TO DO »
Could you write out the lines below exactly, beginning with the first and finishing with the one that contains "were dropped are"?

DATASET RECORDS »
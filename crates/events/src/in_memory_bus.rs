//! In-memory notification bus for tests/dev and single-process use.

use std::sync::{Mutex, mpsc};

use thiserror::Error;

use crate::bus::{EventBus, Subscription};

#[derive(Debug, Error, Clone, PartialEq, Eq)]
pub enum InMemoryBusError {
    /// A thread panicked while holding the subscriber list.
    #[error("notification bus lock poisoned")]
    Poisoned,
}

/// Single-process broadcast bus over std channels.
///
/// Publishing is synchronous and never blocks on a slow listener; each
/// subscriber owns an unbounded queue. Subscriptions that were dropped are
/// forgotten on the next publish.
#[derive(Debug)]
pub struct InMemoryEventBus<M> {
    subscribers: Mutex<Vec<mpsc::Sender<M>>>,
}

impl<M> InMemoryEventBus<M> {
    pub fn new() -> Self {
        Self::default()
    }

    /// Number of subscribers that were alive at the last publish.
    pub fn subscriber_count(&self) -> usize {
        self.subscribers.lock().map(|s| s.len()).unwrap_or(0)
    }
}

impl<M> Default for InMemoryEventBus<M> {
    fn default() -> Self {
        Self {
            subscribers: Mutex::new(Vec::new()),
        }
    }
}

impl<M> EventBus<M> for InMemoryEventBus<M>
where
    M: Clone + Send + 'static,
{
    type Error = InMemoryBusError;

    fn publish(&self, message: M) -> Result<(), Self::Error> {
        let mut senders = self.subscribers.lock().map_err(|_| InMemoryBusError::Poisoned)?;

        // A failed send means its `Subscription` was dropped.
        senders.retain(|tx| tx.send(message.clone()).is_ok());
        Ok(())
    }

    fn subscribe(&self) -> Subscription<M> {
        let (tx, rx) = mpsc::channel();

        match self.subscribers.lock() {
            Ok(mut senders) => senders.push(tx),
            // `tx` is dropped here, so the subscription reads as disconnected.
            Err(_) => drop(tx),
        }

        Subscription::new(rx)
    }
}
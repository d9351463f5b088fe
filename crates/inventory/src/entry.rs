use serde::{Deserialize, Serialize};
use serde_json::{Map, Value as JsonValue};

use invdb_core::Entity;

/// Field names owned by the record itself; never valid as attribute keys.
pub const RESERVED_FIELDS: [&str; 2] = ["index", "quantity"];

/// A single inventory record.
///
/// `index` identifies the slot and never changes for a stored record.
/// `quantity` is the stock count; negative values are representable so that
/// a bad request can be described and rejected, but never stored.
/// Any other fields travel in `attributes` and are passed through untouched.
/// Attributes share the record's JSON object, so they may not reuse the names
/// in [`RESERVED_FIELDS`].
#[derive(Debug, Clone, PartialEq, Eq, Serialize, Deserialize)]
pub struct Entry {
    pub index: u64,
    pub quantity: i64,
    #[serde(flatten, default, skip_serializing_if = "Map::is_empty")]
    pub attributes: Map<String, JsonValue>,
}

impl Entry {
    pub fn new(index: u64, quantity: i64) -> Self {
        Self {
            index,
            quantity,
            attributes: Map::new(),
        }
    }

    /// Attach an opaque descriptive field.
    ///
    /// Keys in [`RESERVED_FIELDS`] are ignored.
    pub fn with_attribute(mut self, key: impl Into<String>, value: impl Into<JsonValue>) -> Self {
        let key = key.into();
        if is_reserved(&key) {
            tracing::debug!(%key, "ignoring reserved attribute key");
            return self;
        }
        self.attributes.insert(key, value.into());
        self
    }

    /// First attribute key that collides with a record field, if any.
    pub fn reserved_attribute(&self) -> Option<&str> {
        self.attributes
            .keys()
            .map(String::as_str)
            .find(|key| is_reserved(key))
    }

    pub fn attribute(&self, key: &str) -> Option<&JsonValue> {
        self.attributes.get(key)
    }

    pub fn is_available(&self) -> bool {
        self.quantity > 0
    }
}

fn is_reserved(key: &str) -> bool {
    RESERVED_FIELDS.contains(&key)
}

impl Entity for Entry {
    type Id = u64;

    fn id(&self) -> &Self::Id {
        &self.index
    }
}

#[cfg(test)]
mod tests {
    use super::*;
    use serde_json::json;

    #[test]
    fn extra_fields_round_trip_through_attributes() {
        let raw = json!({ "index": 3, "quantity": 5, "name": "widget", "bin": "A-12" });
        let entry: Entry = serde_json::from_value(raw.clone()).unwrap();

        assert_eq!(entry.index, 3);
        assert_eq!(entry.quantity, 5);
        assert_eq!(entry.attribute("name"), Some(&json!("widget")));
        assert_eq!(serde_json::to_value(&entry).unwrap(), raw);
    }

    #[test]
    fn bare_entry_serializes_without_attributes() {
        let entry = Entry::new(1, 0);
        assert_eq!(
            serde_json::to_value(&entry).unwrap(),
            json!({ "index": 1, "quantity": 0 })
        );
        assert!(!entry.is_available());
    }

    #[test]
    fn wrong_typed_quantity_does_not_decode() {
        let raw = json!({ "index": 3, "quantity": "five" });
        assert!(serde_json::from_value::<Entry>(raw).is_err());
    }

    #[test]
    fn reserved_keys_are_not_attached() {
        let entry = Entry::new(3, 5)
            .with_attribute("quantity", "lots")
            .with_attribute("index", 99)
            .with_attribute("name", "hinge");

        assert_eq!(entry.attribute("quantity"), None);
        assert_eq!(entry.reserved_attribute(), None);

        let wire = serde_json::to_string(&entry).unwrap();
        let back: Entry = serde_json::from_str(&wire).unwrap();
        assert_eq!(back, entry);
        assert_eq!(back.quantity, 5);
    }

    #[test]
    fn directly_inserted_reserved_key_is_reported() {
        let mut entry = Entry::new(3, 5);
        entry.attributes.insert("quantity".into(), json!("lots"));
        assert_eq!(entry.reserved_attribute(), Some("quantity"));
    }

    #[test]
    fn identity_is_the_index() {
        let entry = Entry::new(9, 2).with_attribute("name", "bolt");
        assert_eq!(*entry.id(), 9);
    }
}
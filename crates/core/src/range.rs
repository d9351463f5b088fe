//! Half-open index ranges used by range queries.

use serde::{Deserialize, Serialize};

use crate::error::QueryError;
use crate::value_object::ValueObject;

/// Half-open range of entry indices, `[start, end)`.
///
/// Construction rejects inverted bounds; checking the bounds against an
/// engine's capacity is the validator's job.
#[derive(Debug, Copy, Clone, PartialEq, Eq, Hash, Serialize, Deserialize)]
pub struct IndexRange {
    start: u64,
    end: u64,
}

impl ValueObject for IndexRange {}

impl IndexRange {
    pub fn new(start: u64, end: u64) -> Result<Self, QueryError> {
        if start > end {
            return Err(QueryError::InvertedRange { start, end });
        }
        Ok(Self { start, end })
    }

    pub fn start(&self) -> u64 {
        self.start
    }

    pub fn end(&self) -> u64 {
        self.end
    }

    /// Number of slots in the range.
    pub fn len(&self) -> u64 {
        self.end - self.start
    }

    pub fn is_empty(&self) -> bool {
        self.start == self.end
    }

    pub fn contains(&self, index: u64) -> bool {
        self.start <= index && index < self.end
    }

    /// Ascending iterator over every index in the range.
    pub fn iter(&self) -> core::ops::Range<u64> {
        self.start..self.end
    }
}

impl IntoIterator for IndexRange {
    type Item = u64;
    type IntoIter = core::ops::Range<u64>;

    fn into_iter(self) -> Self::IntoIter {
        self.iter()
    }
}

impl core::fmt::Display for IndexRange {
    fn fmt(&self, f: &mut core::fmt::Formatter<'_>) -> core::fmt::Result {
        write!(f, "[{}, {})", self.start, self.end)
    }
}
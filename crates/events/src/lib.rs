//! Engine notifications and the bus that carries them.

pub mod bus;
pub mod envelope;
pub mod in_memory_bus;
pub mod notification;

pub use bus::{EventBus, Subscription};
pub use envelope::NotificationEnvelope;
pub use in_memory_bus::{InMemoryBusError, InMemoryEventBus};
pub use notification::{ErrorKind, Notification, NotificationError};
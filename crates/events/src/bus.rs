//! Notification publishing/subscription abstraction (mechanics only).
//!
//! Engine outcomes (`started`, `updated`, `gotEntry`, ..., `error`) are
//! published on a bus so that any number of listeners can observe them.
//!
//! The bus is intentionally **lightweight**:
//!
//! - **Transport-agnostic**: in-memory channels today, anything with pub/sub later
//! - **Broadcast**: every subscriber gets its own copy of every notification
//! - **No replay**: a subscriber only sees what is published after it subscribed,
//!   so listeners must subscribe *before* issuing the request they wait on
//! - **No persistence**: the store is the source of truth, the bus only distributes

use std::sync::Arc;
use std::sync::mpsc::Receiver;
use std::time::Duration;

/// A subscription to a notification stream.
///
/// ```ignore
/// let sub = bus.subscribe();
/// dispatcher.dispatch(Request::GetEntry(3)).await;
///
/// match sub.recv_timeout(Duration::from_secs(1)) {
///     Ok(envelope) => handle(envelope.payload()),
///     Err(RecvTimeoutError::Timeout) => retry(),
///     Err(RecvTimeoutError::Disconnected) => shutdown(),
/// }
/// ```
///
/// Subscriptions are meant for a single consumer; fan a subscription out through
/// your own channel if several threads need it.
#[derive(Debug)]
pub struct Subscription<M> {
    receiver: Receiver<M>,
}

impl<M> Subscription<M> {
    pub fn new(receiver: Receiver<M>) -> Self {
        Self { receiver }
    }

    /// Block until the next message is available.
    pub fn recv(&self) -> Result<M, std::sync::mpsc::RecvError> {
        self.receiver.recv()
    }

    /// Try to receive a message without blocking.
    pub fn try_recv(&self) -> Result<M, std::sync::mpsc::TryRecvError> {
        self.receiver.try_recv()
    }

    /// Block for up to `timeout` waiting for a message.
    pub fn recv_timeout(&self, timeout: Duration) -> Result<M, std::sync::mpsc::RecvTimeoutError> {
        self.receiver.recv_timeout(timeout)
    }

    /// Drain everything currently buffered without blocking.
    pub fn drain(&self) -> Vec<M> {
        self.receiver.try_iter().collect()
    }
}

/// Domain-agnostic notification bus (pub/sub abstraction).
///
/// ```text
/// Request → Engine (validate, read/write store) → Bus (publish outcome) → Listeners
/// ```
///
/// `publish()` can fail (e.g. the bus is poisoned or closed). The failure is
/// surfaced to the publisher, which decides whether it matters; the outcome of
/// the request itself is already decided by then.
///
/// Implementations must be `Send + Sync`: many requests publish concurrently.
pub trait EventBus<M>: Send + Sync {
    type Error: core::fmt::Debug + Send + Sync + 'static;

    fn publish(&self, message: M) -> Result<(), Self::Error>;

    fn subscribe(&self) -> Subscription<M>;
}

impl<M, B> EventBus<M> for Arc<B>
where
    B: EventBus<M> + ?Sized,
{
    type Error = B::Error;

    fn publish(&self, message: M) -> Result<(), Self::Error> {
        (**self).publish(message)
    }

    fn subscribe(&self) -> Subscription<M> {
        (**self).subscribe()
    }
}
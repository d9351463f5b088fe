//! Postgres-backed entry store implementation.
//!
//! Entries live in one table shared by every engine; each engine's rows are
//! scoped by its configured `name` (`db_name` column).
//!
//! ## Error Mapping
//!
//! | SQLx Error | StoreError |
//! |------------|------------|
//! | `PoolClosed`, `PoolTimedOut`, `Io`, `Tls`, `Configuration` | `Connection` |
//! | `ColumnDecode`, `Decode`, `ColumnNotFound` | `Serialization` |
//! | anything else during a read | `Read` |
//! | anything else during a write | `Write` |
//!
//! ## Atomicity
//!
//! A single upsert is one `INSERT ... ON CONFLICT DO UPDATE` statement, so a
//! row is always replaced as a unit. `upsert_many` runs every statement in one
//! transaction and commits once.

use std::sync::Arc;
use std::time::Duration;

use async_trait::async_trait;
use serde_json::{Map, Value as JsonValue};
use sqlx::postgres::{PgExecutor, PgPoolOptions, PgRow};
use sqlx::types::Json;
use sqlx::{PgPool, Row};
use tracing::{debug, instrument};

use invdb_core::IndexRange;
use invdb_inventory::{Entry, InventoryDbConfig};

use super::r#trait::{EntryStore, StoreConnector, StoreError};

const CREATE_TABLE: &str = r#"
CREATE TABLE IF NOT EXISTS inventory_entries (
    db_name     TEXT        NOT NULL,
    entry_index BIGINT      NOT NULL,
    quantity    BIGINT      NOT NULL CHECK (quantity >= 0),
    attributes  JSONB       NOT NULL DEFAULT '{}'::jsonb,
    updated_at  TIMESTAMPTZ NOT NULL DEFAULT NOW(),
    PRIMARY KEY (db_name, entry_index)
)
"#;

const UPSERT: &str = r#"
INSERT INTO inventory_entries (db_name, entry_index, quantity, attributes)
VALUES ($1, $2, $3, $4)
ON CONFLICT (db_name, entry_index)
DO UPDATE SET
    quantity = EXCLUDED.quantity,
    attributes = EXCLUDED.attributes,
    updated_at = NOW()
"#;

/// Postgres-backed entry store.
///
/// Uses an SQLx connection pool, which is `Send + Sync`; the handle is cheap to
/// clone and share between requests.
#[derive(Debug, Clone)]
pub struct PostgresEntryStore {
    pool: Arc<PgPool>,
    db_name: String,
}

impl PostgresEntryStore {
    /// Wrap an existing pool. The table must already exist (see [`Self::ensure_schema`]).
    pub fn new(pool: PgPool, db_name: impl Into<String>) -> Self {
        Self {
            pool: Arc::new(pool),
            db_name: db_name.into(),
        }
    }

    pub fn db_name(&self) -> &str {
        &self.db_name
    }

    /// Create the entries table if it does not exist yet.
    #[instrument(skip(self), fields(db_name = %self.db_name), err)]
    pub async fn ensure_schema(&self) -> Result<(), StoreError> {
        sqlx::query(CREATE_TABLE)
            .execute(&*self.pool)
            .await
            .map_err(|e| map_sqlx_error("ensure_schema", e, StoreError::Write))?;
        Ok(())
    }
}

async fn execute_upsert<'e, E>(executor: E, db_name: &str, entry: &Entry) -> Result<(), StoreError>
where
    E: PgExecutor<'e>,
{
    sqlx::query(UPSERT)
        .bind(db_name)
        .bind(to_db_index(entry.index)?)
        .bind(entry.quantity)
        .bind(Json(&entry.attributes))
        .execute(executor)
        .await
        .map_err(|e| map_sqlx_error("upsert", e, StoreError::Write))?;
    Ok(())
}

#[async_trait]
impl EntryStore for PostgresEntryStore {
    #[instrument(skip(self), fields(db_name = %self.db_name), err)]
    async fn get(&self, index: u64) -> Result<Option<Entry>, StoreError> {
        let row = sqlx::query(
            r#"
            SELECT entry_index, quantity, attributes
            FROM inventory_entries
            WHERE db_name = $1 AND entry_index = $2
            "#,
        )
        .bind(self.db_name.as_str())
        .bind(to_db_index(index)?)
        .fetch_optional(&*self.pool)
        .await
        .map_err(|e| map_sqlx_error("get", e, StoreError::Read))?;

        row.as_ref().map(row_to_entry).transpose()
    }

    #[instrument(skip(self, range), fields(db_name = %self.db_name, range = %range), err)]
    async fn get_range(&self, range: IndexRange) -> Result<Vec<Entry>, StoreError> {
        let rows = sqlx::query(
            r#"
            SELECT entry_index, quantity, attributes
            FROM inventory_entries
            WHERE db_name = $1 AND entry_index >= $2 AND entry_index < $3
            ORDER BY entry_index ASC
            "#,
        )
        .bind(self.db_name.as_str())
        .bind(to_db_index(range.start())?)
        .bind(to_db_index(range.end())?)
        .fetch_all(&*self.pool)
        .await
        .map_err(|e| map_sqlx_error("get_range", e, StoreError::Read))?;

        rows.iter().map(row_to_entry).collect()
    }

    #[instrument(skip(self, entry), fields(db_name = %self.db_name, index = entry.index), err)]
    async fn upsert(&self, entry: Entry) -> Result<(), StoreError> {
        execute_upsert(&*self.pool, &self.db_name, &entry).await
    }

    #[instrument(skip(self, entries), fields(db_name = %self.db_name, count = entries.len()), err)]
    async fn upsert_many(&self, entries: Vec<Entry>) -> Result<(), StoreError> {
        let mut tx = self
            .pool
            .begin()
            .await
            .map_err(|e| map_sqlx_error("begin", e, StoreError::Write))?;

        for entry in &entries {
            execute_upsert(&mut *tx, &self.db_name, entry).await?;
        }

        // Dropping `tx` without commit rolls back, so an early return above
        // leaves the table untouched.
        tx.commit()
            .await
            .map_err(|e| map_sqlx_error("commit", e, StoreError::Write))?;

        debug!("batch committed");
        Ok(())
    }
}

/// Opens a pool from `config.url()` and prepares the schema.
#[derive(Debug, Clone)]
pub struct PostgresConnector {
    max_connections: u32,
    acquire_timeout: Duration,
}

impl Default for PostgresConnector {
    fn default() -> Self {
        Self {
            max_connections: 5,
            acquire_timeout: Duration::from_secs(5),
        }
    }
}

impl PostgresConnector {
    pub fn new() -> Self {
        Self::default()
    }

    pub fn with_max_connections(mut self, max: u32) -> Self {
        self.max_connections = max;
        self
    }

    pub fn with_acquire_timeout(mut self, timeout: Duration) -> Self {
        self.acquire_timeout = timeout;
        self
    }
}

#[async_trait]
impl StoreConnector for PostgresConnector {
    type Store = PostgresEntryStore;

    #[instrument(skip(self, config), fields(db_name = %config.name()), err)]
    async fn connect(&self, config: &InventoryDbConfig) -> Result<Self::Store, StoreError> {
        let pool = PgPoolOptions::new()
            .max_connections(self.max_connections)
            .acquire_timeout(self.acquire_timeout)
            .connect(config.url())
            .await
            .map_err(|e| StoreError::Connection(e.to_string()))?;

        let store = PostgresEntryStore::new(pool, config.name());
        store.ensure_schema().await?;
        Ok(store)
    }
}

fn to_db_index(index: u64) -> Result<i64, StoreError> {
    i64::try_from(index)
        .map_err(|_| StoreError::Serialization(format!("index {index} does not fit in BIGINT")))
}

fn row_to_entry(row: &PgRow) -> Result<Entry, StoreError> {
    let decode = |e: sqlx::Error| map_sqlx_error("decode_row", e, StoreError::Read);

    let index: i64 = row.try_get("entry_index").map_err(decode)?;
    let quantity: i64 = row.try_get("quantity").map_err(decode)?;
    let Json(attributes): Json<Map<String, JsonValue>> = row.try_get("attributes").map_err(decode)?;

    let index = u64::try_from(index)
        .map_err(|_| StoreError::Serialization(format!("negative entry_index {index} in storage")))?;

    Ok(Entry {
        index,
        quantity,
        attributes,
    })
}

/// Map SQLx errors to `StoreError`; `fallback` picks Read or Write for the rest.
fn map_sqlx_error(operation: &str, err: sqlx::Error, fallback: fn(String) -> StoreError) -> StoreError {
    match err {
        sqlx::Error::PoolClosed => {
            StoreError::Connection(format!("connection pool closed in {operation}"))
        }
        sqlx::Error::PoolTimedOut => {
            StoreError::Connection(format!("timed out acquiring a connection in {operation}"))
        }
        sqlx::Error::Io(e) => StoreError::Connection(format!("io error in {operation}: {e}")),
        sqlx::Error::Tls(e) => StoreError::Connection(format!("tls error in {operation}: {e}")),
        sqlx::Error::Configuration(e) => {
            StoreError::Connection(format!("configuration error in {operation}: {e}"))
        }
        sqlx::Error::ColumnDecode { index, source } => {
            StoreError::Serialization(format!("column {index} in {operation}: {source}"))
        }
        sqlx::Error::Decode(e) => StoreError::Serialization(format!("decode error in {operation}: {e}")),
        sqlx::Error::ColumnNotFound(name) => {
            StoreError::Serialization(format!("missing column {name} in {operation}"))
        }
        sqlx::Error::Database(db_err) => {
            fallback(format!("database error in {operation}: {}", db_err.message()))
        }
        other => fallback(format!("sqlx error in {operation}: {other}")),
    }
}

YOUR RESPONSE »
filename crates/events/src/in_memory_bus.rs
//! In-memory notification bus for tests/dev and single-process use.

use std::sync::{Mutex, mpsc};

use thiserror::Error;

use crate::bus::{EventBus, Subscription};

#[derive(Debug, Error, Clone, PartialEq, Eq)]
pub enum InMemoryBusError {
    /// A thread panicked while holding the subscriber list.
    #[error("notification bus lock poisoned")]
    Poisoned,
}

/// Single-process broadcast bus over std channels.
///
/// Publishing is synchronous and never blocks on a slow listener; each
/// subscriber owns an unbounded queue. Subscriptions that were dropped are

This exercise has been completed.